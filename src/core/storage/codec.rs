//! Term record codec.
//!
//! Reads a glossary's term list in one of three interchangeable
//! on-disk formats and writes the structured YAML form. Pure data
//! transcoding; duplicate policies and lookup live elsewhere.

use crate::core::error::{GlossaError, Result};
use crate::core::types::Term;
use std::fs;
use std::path::Path;

/// On-disk glossary format, resolved once from the file extension
#[derive(Debug, Clone, Copy, PartialEq, Eq)]
pub enum Format {
    Csv,
    Tsv,
    Yaml,
}

impl Format {
    /// Resolve the format from a path's extension
    pub fn from_path(path: &Path) -> Option<Format> {
        match path.extension().and_then(|e| e.to_str()) {
            Some("csv") => Some(Format::Csv),
            Some("tsv") => Some(Format::Tsv),
            Some("yml") | Some("yaml") => Some(Format::Yaml),
            _ => None,
        }
    }

}

/// Load a term list, format selected by file extension
pub fn load(path: &Path) -> Result<Vec<Term>> {
    let format = Format::from_path(path).ok_or_else(|| {
        GlossaError::CommandFailed(format!(
            "unsupported glossary format: {} (expected .csv, .tsv or .yml)",
            path.display()
        ))
    })?;
    load_as(path, format)
}

/// Load a term list in an explicit format
pub fn load_as(path: &Path, format: Format) -> Result<Vec<Term>> {
    match format {
        Format::Csv => load_delimited(path, b','),
        Format::Tsv => load_delimited(path, b'\t'),
        Format::Yaml => load_yaml(path),
    }
}

/// Write the structured YAML form.
///
/// Persistence is YAML-only regardless of the format a glossary was
/// read in, so imported delimited glossaries normalize on first
/// mutation. Whole-file rewrite, no partial-write protection.
pub fn dump(path: &Path, terms: &[Term]) -> Result<()> {
    let contents = serde_yaml::to_string(terms)?;
    fs::write(path, contents)?;
    Ok(())
}

fn load_yaml(path: &Path) -> Result<Vec<Term>> {
    // An absent or empty file is an empty glossary, not an error
    if !path.exists() {
        return Ok(Vec::new());
    }
    let contents = fs::read_to_string(path)?;
    if contents.trim().is_empty() {
        return Ok(Vec::new());
    }
    Ok(serde_yaml::from_str(&contents)?)
}

fn load_delimited(path: &Path, delimiter: u8) -> Result<Vec<Term>> {
    let mut reader = csv::ReaderBuilder::new()
        .has_headers(false)
        .flexible(true)
        .delimiter(delimiter)
        .from_path(path)?;

    let mut terms = Vec::new();
    for record in reader.records() {
        let record = record?;
        // Rows with fewer than two columns are silently skipped;
        // delimited formats do not carry notes
        if record.len() >= 2 {
            terms.push(Term::new(&record[0], &record[1], ""));
        }
    }
    Ok(terms)
}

━━━━━━━━━━━━━━━━

> **What to do**:
Your answer should be the lines of the listing above between the line holding "pub fn from_path(path: &Path)" and the line holding "let contents = fs::read_to_string(path)?;", inclusive, restated word for word and alone.

> **Your response**:
    pub fn from_path(path: &Path) -> Option<Format> {
        match path.extension().and_then(|e| e.to_str()) {
            Some("csv") => Some(Format::Csv),
            Some("tsv") => Some(Format::Tsv),
            Some("yml") | Some("yaml") => Some(Format::Yaml),
            _ => None,
        }
    }

}

/// Load a term list, format selected by file extension
pub fn load(path: &Path) -> Result<Vec<Term>> {
    let format = Format::from_path(path).ok_or_else(|| {
        GlossaError::CommandFailed(format!(
            "unsupported glossary format: {} (expected .csv, .tsv or .yml)",
            path.display()
        ))
    })?;
    load_as(path, format)
}

/// Load a term list in an explicit format
pub fn load_as(path: &Path, format: Format) -> Result<Vec<Term>> {
    match format {
        Format::Csv => load_delimited(path, b','),
        Format::Tsv => load_delimited(path, b'\t'),
        Format::Yaml => load_yaml(path),
    }
}

/// Write the structured YAML form.
///
/// Persistence is YAML-only regardless of the format a glossary was
/// read in, so imported delimited glossaries normalize on first
/// mutation. Whole-file rewrite, no partial-write protection.
pub fn dump(path: &Path, terms: &[Term]) -> Result<()> {
    let contents = serde_yaml::to_string(terms)?;
    fs::write(path, contents)?;
    Ok(())
}

fn load_yaml(path: &Path) -> Result<Vec<Term>> {
    // An absent or empty file is an empty glossary, not an error
    if !path.exists() {
        return Ok(Vec::new());
    }
    let contents = fs::read_to_string(path)?;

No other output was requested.